Notes to Consolidated Financial Statements
Dollar and share amounts in millions except per share, per option and unit amounts
NOTE 1: NATURE OF OPERATIONS AND SUMMARY OF SIGNIFICANT ACCOUNTING POLICIES
The Company
Founded in 1901 as a shoe store in Seattle, today Nordstrom is a fashion specialty retailer that
offers customers a well-edited selection of high-quality fashion brands focused on apparel, shoes,
cosmetics and accessories for men, women and children. This breadth of merchandise allows us to
serve a wide range of customers who appreciate quality fashion and a superior shopping experience.
We offer a wide selection of brand name and private label merchandise through multiple retail
channels: our Nordstrom branded 112 full-line stores and online store at www.nordstrom.com
(collectively, multi-channel), 69 off-price Nordstrom Rack stores, two Jeffrey boutiques, and
one clearance store. Our stores are located throughout the United States.
Through our Credit segment, we offer our customers a variety of payment products and services,
including a Nordstrom private label card,
two Nordstrom VISA credit cards and a debit card for Nordstrom purchases. These products also allow
our customers to participate in our loyalty program.
Fiscal Year
Our fiscal year ends on the Saturday closest to January 31st. References to 2009, 2008 and 2007
relate to the 52-week fiscal years ended January 30, 2010, January 31, 2009 and February 2, 2008,
respectively. References to 2010 relate to the 52-week fiscal year ending January 29, 2011.

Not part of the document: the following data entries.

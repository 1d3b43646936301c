#![allow(dead_code)]

use axum::{
    body::{to_bytes, Body},
    http::{header, Request, StatusCode},
    Router,
};
use serde_json::{json, Value};
use std::path::PathBuf;
use std::sync::{Arc, Mutex};
use tower::ServiceExt;

use papers_portal_api::{
    config::Config,
    create_router,
    services::{
        blob_store::MemoryBlobStore, memory_store::MemoryRecordStore, record_store::Table,
        AppState,
    },
};

pub const ADMIN_ID: &str = "admin_mu_eng_2024";
pub const ADMIN_SECRET: &str = "MU_Papers_Secure@2024";

pub const BOUNDARY: &str = "papers-portal-test-boundary";

pub struct TestApp {
    pub router: Router,
    pub state: Arc<AppState>,
    pub records: Arc<MemoryRecordStore>,
    pub blobs: Arc<MemoryBlobStore>,
    pub state_path: PathBuf,
    /// Cookie jar of the default client, as `name=value`
    pub cookie: Mutex<Option<String>>,
}

impl TestApp {
    /// Sends the request as-is. Returns the `name=value` pair of any cookie
    /// the response sets; an empty value means the cookie was cleared.
    pub async fn send(&self, request: Request<Body>) -> (StatusCode, Option<String>, Value) {
        let response = self.router.clone().oneshot(request).await.unwrap();
        let status = response.status();
        let set_cookie = response
            .headers()
            .get(header::SET_COOKIE)
            .and_then(|value| value.to_str().ok())
            .and_then(|value| value.split(';').next())
            .map(|pair| pair.trim().to_string());
        let body = to_bytes(response.into_body(), usize::MAX).await.unwrap();
        let json = if body.is_empty() {
            Value::Null
        } else {
            serde_json::from_slice(&body).unwrap_or_else(|_| {
                Value::String(String::from_utf8_lossy(&body).into_owned())
            })
        };
        (status, set_cookie, json)
    }

    /// Sends the request as the default client, carrying and updating its
    /// cookie jar.
    pub async fn request(&self, mut request: Request<Body>) -> (StatusCode, Value) {
        if let Some(cookie) = self.cookie() {
            request
                .headers_mut()
                .insert(header::COOKIE, cookie.parse().unwrap());
        }

        let (status, set_cookie, json) = self.send(request).await;
        if let Some(pair) = set_cookie {
            let cleared = pair
                .split_once('=')
                .map_or(true, |(_, value)| value.is_empty());
            *self.cookie.lock().unwrap() = if cleared { None } else { Some(pair) };
        }
        (status, json)
    }

    pub fn cookie(&self) -> Option<String> {
        self.cookie.lock().unwrap().clone()
    }

    pub fn set_cookie(&self, cookie: Option<String>) {
        *self.cookie.lock().unwrap() = cookie;
    }

    pub async fn get(&self, uri: &str) -> (StatusCode, Value) {
        self.request(Request::builder().uri(uri).body(Body::empty()).unwrap())
            .await
    }

    pub async fn post(&self, uri: &str) -> (StatusCode, Value) {
        self.request(
            Request::builder()
                .method("POST")
                .uri(uri)
                .body(Body::empty())
                .unwrap(),
        )
        .await
    }

    pub async fn post_json(&self, uri: &str, body: Value) -> (StatusCode, Value) {
        self.request(
            Request::builder()
                .method("POST")
                .uri(uri)
                .header("content-type", "application/json")
                .body(Body::from(body.to_string()))
                .unwrap(),
        )
        .await
    }

    pub async fn login(&self) -> (StatusCode, Value) {
        self.post_json(
            "/api/v1/admission/login",
            json!({ "identifier": ADMIN_ID, "secret": ADMIN_SECRET }),
        )
        .await
    }

    pub async fn upload(&self, body: Vec<u8>) -> (StatusCode, Value) {
        self.request(upload_request(body)).await
    }
}

pub fn remove_state_dir(path: &std::path::Path) {
    if let Some(dir) = path.parent() {
        let _ = std::fs::remove_dir_all(dir);
    }
}

pub fn temp_state_path() -> PathBuf {
    std::env::temp_dir()
        .join(format!("papers-portal-test-{}", uuid::Uuid::new_v4()))
        .join("admission.json")
}

pub async fn create_test_app() -> TestApp {
    create_test_app_at(temp_state_path()).await
}

/// Builds the full router over in-memory stores, with the admission state
/// file at `state_path`.
pub async fn create_test_app_at(state_path: PathBuf) -> TestApp {
    let _ = tracing_subscriber::fmt()
        .with_test_writer()
        .with_max_level(tracing::Level::DEBUG)
        .try_init();

    let records = Arc::new(MemoryRecordStore::new());
    let blobs = Arc::new(MemoryBlobStore::new("https://cdn.test/storage"));

    let config = Config::in_memory(&state_path);
    let state = Arc::new(
        AppState::new(config, records.clone(), blobs.clone())
            .await
            .expect("Failed to initialize test app state"),
    );

    TestApp {
        router: create_router(state.clone()),
        state,
        records,
        blobs,
        state_path,
        cookie: Mutex::new(None),
    }
}

pub fn upload_request(body: Vec<u8>) -> Request<Body> {
    Request::builder()
        .method("POST")
        .uri("/api/v1/papers")
        .header(
            "content-type",
            format!("multipart/form-data; boundary={}", BOUNDARY),
        )
        .body(Body::from(body))
        .unwrap()
}

pub fn paper_row(id: &str, subject: &str, branch: &str, downloads: u64) -> Value {
    json!({
        "id": id,
        "title": format!("{} paper {}", subject, id),
        "subject": subject,
        "branch": branch,
        "semester": 3,
        "year": 2023,
        "exam_type": "External",
        "question_paper_url": format!("https://cdn.test/storage/papers/papers/{}.pdf", id),
        "solution_url": null,
        "upload_date": "2024-01-10T08:00:00Z",
        "download_count": downloads,
        "tags": [],
        "chapters": [],
        "verified": true,
        "difficulty": "Medium",
        "rating": 4.5
    })
}

pub fn mock_test_row(id: &str, subject: &str, attempts: u64) -> Value {
    json!({
        "id": id,
        "title": format!("{} mock test", subject),
        "subject": subject,
        "branch": "Computer Engineering",
        "semester": 3,
        "questions": [
            {
                "id": format!("{}-q1", id),
                "question": "What is the time complexity of binary search?",
                "type": "MCQ",
                "options": ["O(n)", "O(log n)", "O(n log n)", "O(1)"],
                "correct_answer": "O(log n)",
                "marks": 1,
                "chapter": "Searching"
            }
        ],
        "duration": 60,
        "total_marks": 50,
        "created_date": "2024-01-12T00:00:00Z",
        "attempt_count": attempts,
        "difficulty": "Medium"
    })
}

pub async fn seed_papers(app: &TestApp, rows: Vec<Value>) {
    app.records.seed(Table::Papers, rows).await;
}

pub async fn seed_mock_tests(app: &TestApp, rows: Vec<Value>) {
    app.records.seed(Table::MockTests, rows).await;
}

/// A complete multipart upload body. `solution` adds a second file.
pub fn upload_body(fields: &[(&str, &str)], with_question_paper: bool, solution: bool) -> Vec<u8> {
    let mut body = Vec::new();

    for (name, value) in fields {
        body.extend_from_slice(
            format!(
                "--{}\r\nContent-Disposition: form-data; name=\"{}\"\r\n\r\n{}\r\n",
                BOUNDARY, name, value
            )
            .as_bytes(),
        );
    }

    let mut add_file = |name: &str, file_name: &str| {
        body.extend_from_slice(
            format!(
                "--{}\r\nContent-Disposition: form-data; name=\"{}\"; filename=\"{}\"\r\nContent-Type: application/pdf\r\n\r\n",
                BOUNDARY, name, file_name
            )
            .as_bytes(),
        );
        body.extend_from_slice(b"%PDF-1.4 test document");
        body.extend_from_slice(b"\r\n");
    };

    if with_question_paper {
        add_file("question_paper", "DSA External 2024.pdf");
    }
    if solution {
        add_file("solution", "DSA solutions.pdf");
    }

    body.extend_from_slice(format!("--{}--\r\n", BOUNDARY).as_bytes());
    body
}

pub fn valid_form_fields() -> Vec<(&'static str, &'static str)> {
    vec![
        ("title", "Data Structures External 2024"),
        ("subject", "DSA"),
        ("branch", "Computer Engineering"),
        ("semester", "3"),
        ("year", "2024"),
        ("exam_type", "External"),
        ("difficulty", "Hard"),
        ("tags", "trees, graphs"),
        ("chapters", "Trees"),
    ]
}
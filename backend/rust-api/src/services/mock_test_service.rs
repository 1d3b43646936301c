use serde_json::json;
use std::sync::Arc;

use super::aggregation::increment_attempt;
use super::record_store::{
    find_by_id, select_as, update_as, Direction, Filter, Query, RecordStore, Table,
};
use crate::error::Result;
use crate::metrics::TEST_ATTEMPTS_TOTAL;
use crate::models::mock_test::{MockTest, MockTestFilter};

pub struct MockTestService {
    records: Arc<dyn RecordStore>,
}

impl MockTestService {
    pub fn new(records: Arc<dyn RecordStore>) -> Self {
        Self { records }
    }

    pub async fn list(&self, filter: &MockTestFilter) -> Result<Vec<MockTest>> {
        let mut query = Query::new().order_by("created_date", Direction::Desc);

        if let Some(branch) = filter.branch() {
            query = query.filter(Filter::eq("branch", branch));
        }
        if let Some(subject) = filter.subject() {
            query = query.filter(Filter::eq("subject", subject));
        }
        if let Some(semester) = filter.semester {
            query = query.filter(Filter::eq("semester", semester));
        }
        if let Some(difficulty) = filter.difficulty {
            query = query.filter(Filter::eq("difficulty", difficulty.as_str()));
        }

        select_as(self.records.as_ref(), Table::MockTests, &query).await
    }

    pub async fn get(&self, id: &str) -> Result<MockTest> {
        find_by_id(self.records.as_ref(), Table::MockTests, id).await
    }

    /// Records one attempt and returns the test with its questions.
    pub async fn start(&self, id: &str) -> Result<MockTest> {
        let test = self.get(id).await?;
        let next = increment_attempt(&test);

        let updated: MockTest = update_as(
            self.records.as_ref(),
            Table::MockTests,
            id,
            json!({ "attempt_count": next.attempt_count }),
        )
        .await?;

        TEST_ATTEMPTS_TOTAL.inc();
        tracing::info!(
            test_id = %id,
            attempt_count = updated.attempt_count,
            "Mock test attempt recorded"
        );
        Ok(updated)
    }
}
use lazy_static::lazy_static;
use prometheus::{
    register_histogram_vec, register_int_counter, register_int_counter_vec, Encoder,
    HistogramVec, IntCounter, IntCounterVec, TextEncoder,
};

lazy_static! {
    // HTTP Metrics
    pub static ref HTTP_REQUESTS_TOTAL: IntCounterVec = register_int_counter_vec!(
        "http_requests_total",
        "Total number of HTTP requests",
        &["method", "path", "status"]
    )
    .unwrap();

    pub static ref HTTP_REQUEST_DURATION_SECONDS: HistogramVec = register_histogram_vec!(
        "http_request_duration_seconds",
        "HTTP request duration in seconds",
        &["method", "path"],
        vec![0.001, 0.005, 0.01, 0.025, 0.05, 0.1, 0.25, 0.5, 1.0, 2.5, 5.0, 10.0]
    )
    .unwrap();

    // Record store metrics
    pub static ref STORE_OPERATIONS_TOTAL: IntCounterVec = register_int_counter_vec!(
        "record_store_operations_total",
        "Total number of record store operations",
        &["operation", "table", "status"]
    )
    .unwrap();

    pub static ref STORE_OPERATION_DURATION_SECONDS: HistogramVec = register_histogram_vec!(
        "record_store_operation_duration_seconds",
        "Record store operation duration in seconds",
        &["operation", "table"],
        vec![0.005, 0.01, 0.025, 0.05, 0.1, 0.25, 0.5, 1.0, 2.5, 5.0]
    )
    .unwrap();

    // Blob store metrics
    pub static ref BLOB_UPLOADS_TOTAL: IntCounterVec = register_int_counter_vec!(
        "blob_uploads_total",
        "Total number of blob store uploads",
        &["kind", "status"]
    )
    .unwrap();

    // Business Metrics
    pub static ref PAPER_DOWNLOADS_TOTAL: IntCounter = register_int_counter!(
        "paper_downloads_total",
        "Paper downloads recorded by this instance"
    )
    .unwrap();

    pub static ref TEST_ATTEMPTS_TOTAL: IntCounter = register_int_counter!(
        "mock_test_attempts_total",
        "Mock test attempts recorded by this instance"
    )
    .unwrap();

    pub static ref PAPERS_UPLOADED_TOTAL: IntCounter = register_int_counter!(
        "papers_uploaded_total",
        "Papers created through the upload endpoint"
    )
    .unwrap();

    pub static ref ADMISSION_ATTEMPTS_TOTAL: IntCounterVec = register_int_counter_vec!(
        "admission_attempts_total",
        "Admission gate attempts by outcome",
        &["outcome"]
    )
    .unwrap();
}

/// Renders all metrics in Prometheus text format
pub fn render_metrics() -> Result<String, prometheus::Error> {
    let encoder = TextEncoder::new();
    let metric_families = prometheus::gather();
    let mut buffer = Vec::new();
    encoder.encode(&metric_families, &mut buffer)?;
    String::from_utf8(buffer)
        .map_err(|e| prometheus::Error::Msg(format!("Failed to convert metrics to UTF-8: {}", e)))
}

/// Helper: track record store operation with metrics
pub async fn track_store_operation<F, T, E>(
    operation: &str,
    table: &str,
    future: F,
) -> Result<T, E>
where
    F: std::future::Future<Output = Result<T, E>>,
{
    let start = std::time::Instant::now();
    let result = future.await;
    let duration = start.elapsed().as_secs_f64();

    let status = if result.is_ok() { "success" } else { "error" };

    STORE_OPERATIONS_TOTAL
        .with_label_values(&[operation, table, status])
        .inc();

    STORE_OPERATION_DURATION_SECONDS
        .with_label_values(&[operation, table])
        .observe(duration);

    result
}
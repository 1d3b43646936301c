pub mod admission;
pub mod mock_test;
pub mod paper;
pub mod stats;

/// Returns the selected value of a gallery filter, treating the UI's `ALL`
/// sentinel and blank input as "no filter".
pub(crate) fn selected(value: &Option<String>) -> Option<&str> {
    value
        .as_deref()
        .map(str::trim)
        .filter(|v| !v.is_empty() && !v.eq_ignore_ascii_case("ALL"))
}
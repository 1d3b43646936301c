use axum::{extract::State, http::StatusCode, Json};
use axum_extra::extract::cookie::{Cookie, CookieJar, SameSite};
use std::sync::Arc;
use validator::Validate;

use crate::config::Config;
use crate::error::Result;
use crate::extractors::AppJson;
use crate::middlewares::admission::admission_token;
use crate::models::admission::{AdmissionResponse, LoginRequest};
use crate::services::{admission::ADMISSION_COOKIE, AppState};

const ADMISSION_COOKIE_PATH: &str = "/api/v1";

fn admission_cookie(config: &Config, value: String, max_age: time::Duration) -> Cookie<'static> {
    Cookie::build((ADMISSION_COOKIE, value))
        .path(ADMISSION_COOKIE_PATH)
        .http_only(true)
        .secure(config.admission_cookie_secure)
        .same_site(SameSite::Lax)
        .max_age(max_age)
        .build()
}

/// POST /api/v1/admission/login
///
/// A rejected pair answers 401 with `admitted: false`; it is not an error and
/// leaves the caller's existing admission alone.
pub async fn login(
    State(state): State<Arc<AppState>>,
    jar: CookieJar,
    AppJson(req): AppJson<LoginRequest>,
) -> Result<(StatusCode, CookieJar, Json<AdmissionResponse>)> {
    req.validate()?;

    let admitted = state
        .admit(admission_token(&jar), &req.identifier, &req.secret)
        .await?;

    match admitted {
        Some((token, admission)) => {
            let cookie = admission_cookie(&state.config, token, time::Duration::days(30));
            Ok((
                StatusCode::OK,
                jar.add(cookie),
                Json(AdmissionResponse::from(&admission)),
            ))
        }
        None => {
            let body = AdmissionResponse {
                admitted: false,
                identifier: None,
            };
            Ok((StatusCode::UNAUTHORIZED, jar, Json(body)))
        }
    }
}

/// POST /api/v1/admission/logout - revokes the caller's admission only
pub async fn logout(
    State(state): State<Arc<AppState>>,
    jar: CookieJar,
) -> Result<(CookieJar, Json<AdmissionResponse>)> {
    let admission = state.revoke(admission_token(&jar)).await?;

    let cleared = admission_cookie(&state.config, String::new(), time::Duration::ZERO);
    Ok((jar.add(cleared), Json(AdmissionResponse::from(&admission))))
}

pub async fn status(State(state): State<Arc<AppState>>, jar: CookieJar) -> Json<AdmissionResponse> {
    let admission = state.admission_snapshot(admission_token(&jar)).await;
    Json(AdmissionResponse::from(&admission))
}
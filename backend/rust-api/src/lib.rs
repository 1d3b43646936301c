use axum::{
    extract::{DefaultBodyLimit, Request},
    http::{header, HeaderValue, Method},
    middleware::{self, Next},
    response::Response,
    routing::{get, post},
    Router,
};
use std::sync::Arc;
use tower_http::{cors::CorsLayer, trace::TraceLayer};

pub mod config;
pub mod error;
pub mod extractors;
pub mod handlers;
pub mod metrics;
pub mod middlewares;
pub mod models;
pub mod services;

pub use config::Config;
pub use error::PortalError;
pub use services::AppState;

/// Adds a Content-Security-Policy header to every response
async fn csp_middleware(request: Request, next: Next) -> Response {
    let mut response = next.run(request).await;
    response.headers_mut().insert(
        header::CONTENT_SECURITY_POLICY,
        HeaderValue::from_static("default-src 'none'; frame-ancestors 'none'"),
    );
    response
}

pub fn create_router(app_state: Arc<AppState>) -> Router {
    let cors = CorsLayer::new()
        .allow_methods([Method::GET, Method::POST, Method::OPTIONS])
        .allow_headers([header::AUTHORIZATION, header::CONTENT_TYPE])
        .allow_origin(tower_http::cors::Any);

    Router::new()
        .route("/health", get(handlers::health_check))
        .route(
            "/metrics",
            get(handlers::metrics_handler)
                .layer(middleware::from_fn(handlers::metrics_auth_middleware)),
        )
        .nest("/api/v1/papers", papers_routes(app_state.clone()))
        .nest("/api/v1/mock-tests", mock_test_routes())
        .route("/api/v1/stats", get(handlers::stats::dashboard_stats))
        .nest("/api/v1/admission", admission_routes())
        .with_state(app_state)
        .layer(cors)
        .layer(middleware::from_fn(csp_middleware))
        .layer(middleware::from_fn(
            middlewares::metrics::metrics_middleware,
        ))
        .layer(middleware::from_fn(
            middlewares::trace::trace_context_middleware,
        ))
        .layer(TraceLayer::new_for_http())
}

fn papers_routes(app_state: Arc<AppState>) -> Router<Arc<AppState>> {
    let max_upload_bytes = app_state.config.max_upload_bytes;

    // Only the upload is gated; listing stays public on the same path and
    // unmatched methods still fall through to 405
    let upload = post(handlers::papers::upload_paper)
        .route_layer(DefaultBodyLimit::max(max_upload_bytes))
        .route_layer(middleware::from_fn_with_state(
            app_state,
            middlewares::admission::admission_guard_middleware,
        ));

    Router::new()
        .route("/", get(handlers::papers::list_papers).merge(upload))
        .route("/featured", get(handlers::papers::featured_papers))
        .route("/{id}", get(handlers::papers::get_paper))
        .route("/{id}/download", post(handlers::papers::download_paper))
}

fn mock_test_routes() -> Router<Arc<AppState>> {
    Router::new()
        .route("/", get(handlers::mock_tests::list_mock_tests))
        .route("/{id}", get(handlers::mock_tests::get_mock_test))
        .route("/{id}/start", post(handlers::mock_tests::start_mock_test))
}

fn admission_routes() -> Router<Arc<AppState>> {
    Router::new()
        .route("/login", post(handlers::admission::login))
        .route("/logout", post(handlers::admission::logout))
        .route("/status", get(handlers::admission::status))
}
use serde::Serialize;

#[derive(Debug, Clone, PartialEq, Serialize)]
pub struct SubjectShare {
    pub subject: String,
    pub downloads: u64,
    /// Share of all paper downloads, 0..=100
    pub percentage: f64,
}

#[derive(Debug, Clone, PartialEq, Eq, Serialize)]
pub struct BranchCount {
    pub branch: String,
    pub count: usize,
}

/// Dashboard summary folded from the papers and mock tests collections.
/// Never persisted; recomputed per request.
#[derive(Debug, Clone, PartialEq, Serialize, Default)]
pub struct DerivedStats {
    pub total_papers: usize,
    pub total_subjects: usize,
    pub total_downloads: u64,
    pub total_mock_tests: usize,
    pub total_attempts: u64,
    pub active_students: u64,
    pub per_subject: Vec<SubjectShare>,
    pub per_branch: Vec<BranchCount>,
}

#[derive(Debug, Clone, Serialize)]
pub struct DashboardSummary {
    #[serde(flatten)]
    pub stats: DerivedStats,
    pub recent_uploads: u64,
}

Principles of Consolidation
The consolidated financial statements include the balances of Nordstrom, Inc. and its subsidiaries.
All intercompany transactions and balances are eliminated in consolidation.
Use of Estimates
The preparation of financial statements in conformity with accounting principles generally accepted
in the United States of America requires management to make estimates and assumptions that affect
the reported amounts of assets and liabilities, disclosure of contingent assets and liabilities and
the reported amounts of revenues and expenses during the reporting period. Uncertainties regarding
such estimates and assumptions are inherent in the preparation of financial statements and actual
results may differ from those estimates and assumptions. Our significant accounting judgments and
estimates include allowance for doubtful accounts, sales return reserve, inventory obsolescence and
shrinkage reserves, deferred tax asset valuation and unrecognized tax benefits.
Reclassification
In 2009, we reclassified other income and expense, net in our consolidated statement of earnings to
selling, general and administrative expenses and earnings on
investment in asset-backed securities,
net. Results for 2008 and 2007 have been reclassified for consistency with the 2009 presentation.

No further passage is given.